Throne of the Ghost Emperor (Danny Phantom X Naruto) -
Chapter 63 - 11
Chapter 63 - 11
Chapter 11: "Parkour, Pain, and Other Terrible Life Choices"
In which I discover that I am not, in fact, a ninja. Or a kangaroo.
There are a few universal truths in life. One: ghosts don't follow the rules. Two: cafeteria meatloaf is suspiciously bouncy. And three: if Naruto Uzumaki wakes you up at five in the morning with a cheerful "Good morning, sunshine," you run.
Unfortunately, Danny Fenton had learned all three the hard way.
He was currently in stage four of grief—"Why is this my life?"—as he sat on the edge of his bed, face buried in his hands, while the blonde ninja-turned-coach stood by the window like an overly energetic golden retriever.

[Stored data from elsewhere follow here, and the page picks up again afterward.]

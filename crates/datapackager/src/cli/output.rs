//! Output formatting for CLI commands

use comfy_table::{presets::UTF8_FULL_CONDENSED, Cell, Color, ContentArrangement, Table};
use datapackager_inference::{ColumnStats, InferredSchema};
use datapackager_schema::Resource;
use serde::Serialize;

/// Print any serializable value as pretty JSON on stdout.
pub fn print_json<T: Serialize + ?Sized>(value: &T) -> anyhow::Result<()> {
    println!("{}", serde_json::to_string_pretty(value)?);
    Ok(())
}

/// Format a statistic with up to four decimals, trimming trailing zeros.
pub fn format_number(value: f64) -> String {
    if value.fract() == 0.0 && value.abs() < 1e15 {
        return format!("{}", value as i64);
    }
    let formatted = format!("{:.4}", value);
    formatted.trim_end_matches('0').trim_end_matches('.').to_string()
}

fn stat_cells(stats: Option<&ColumnStats>) -> Vec<Cell> {
    match stats {
        Some(s) => vec![
            Cell::new(s.count),
            Cell::new(format_number(s.mean)),
            Cell::new(s.std.map(format_number).unwrap_or_else(|| "-".to_string())),
            Cell::new(format_number(s.min)),
            Cell::new(format_number(s.p50)),
            Cell::new(format_number(s.max)),
        ],
        None => (0..6).map(|_| Cell::new("")).collect(),
    }
}

/// Table of inferred columns: position, name, type and any statistics.
pub fn schema_table(schema: &InferredSchema) -> Table {
    let mut table = Table::new();
    table
        .load_preset(UTF8_FULL_CONDENSED)
        .set_content_arrangement(ContentArrangement::Dynamic)
        .set_header(vec![
            "#", "NAME", "TYPE", "COUNT", "MEAN", "STD", "MIN", "MEDIAN", "MAX", "EXTENT",
        ]);

    for field in &schema.fields {
        let type_color = if field.field_type.is_numeric() {
            Color::Cyan
        } else if field.field_type.is_temporal() {
            Color::Magenta
        } else {
            Color::Reset
        };

        let mut row = vec![
            Cell::new(field.index),
            Cell::new(&field.name),
            Cell::new(field.field_type.as_str()).fg(type_color),
        ];
        row.extend(stat_cells(field.stats.as_ref()));
        row.push(Cell::new(field.temporal_extent.as_deref().unwrap_or("")));
        table.add_row(row);
    }
    table
}

pub fn resource_table(resources: &[Resource]) -> Table {
    let mut table = Table::new();
    table
        .load_preset(UTF8_FULL_CONDENSED)
        .set_content_arrangement(ContentArrangement::Dynamic)
        .set_header(vec!["ID", "DATASET", "NAME", "URL", "UPLOAD", "SCHEMA"]);

    for resource in resources {
        table.add_row(vec![
            Cell::new(&resource.id),
            Cell::new(&resource.package_id),
            Cell::new(resource.name.as_deref().unwrap_or("-")),
            Cell::new(&resource.url),
            Cell::new(if resource.is_upload() { "yes" } else { "no" }),
            Cell::new(if resource.schema.is_some() { "yes" } else { "no" }),
        ]);
    }
    table
}

#[cfg(test)]
mod tests {
    use super::*;
    use datapackager_inference::{infer_schema_from_bytes, InferenceOptions};

    #[test]
    fn test_format_number() {
        assert_eq!(format_number(2.0), "2");
        assert_eq!(format_number(3.5), "3.5");
        assert_eq!(format_number(1.414213562), "1.4142");
        assert_eq!(format_number(-0.25), "-0.25");
    }

    #[test]
    fn test_schema_table_lists_columns() {
        let schema =
            infer_schema_from_bytes(b"a,b\n1,x\n3,y\n", &InferenceOptions::default()).unwrap();
        let rendered = schema_table(&schema).to_string();
        assert!(rendered.contains("integer"));
        assert!(rendered.contains("string"));
        assert!(rendered.contains("NAME"));
    }

    #[test]
    fn test_resource_table() {
        let resources = vec![
            Resource::new("r1", "pkg", "http://x/a.csv").with_name("a.csv"),
            Resource::new("r2", "pkg", "http://x/b.csv").uploaded(),
        ];
        let rendered = resource_table(&resources).to_string();
        assert!(rendered.contains("a.csv"));
        assert!(rendered.contains("r2"));
    }
}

"Time to jog," Naruto announced, as if it were the most exciting thing in the world.
Danny groaned like a dying cat and rolled dramatically onto his back. "Why? Why do you hate me?"
Naruto didn't answer right away. He just smirked—that smirk—and crossed his arms like he was watching the setup to a particularly entertaining prank. That only made Danny more paranoid. Naruto's silence had the exact same effect as ominous background music in a horror movie.
And then... the dream hit him again.
Danny had just been having the best dream of his life. He was floating through space, in a spaceship! Not a beat-up school bus, not a giant toaster—a legit spaceship. He was an astronaut, for crying out loud! NASA was calling. He was chosen.
And then... the stars went out.
Why? Because Naruto's face—yes, his actual face—appeared in the sky like some kind of celestial screensaver gone wrong.
"Well, hello there, Danny," Dream-Naruto had said, his grin so wide it could've eclipsed Saturn. "How about a mission?"
Danny jolted awake in cold sweat, heart pounding.
"This has to be divine punishment," Danny mumbled, curling into a ball. "Did I anger God? Forget to recycle?"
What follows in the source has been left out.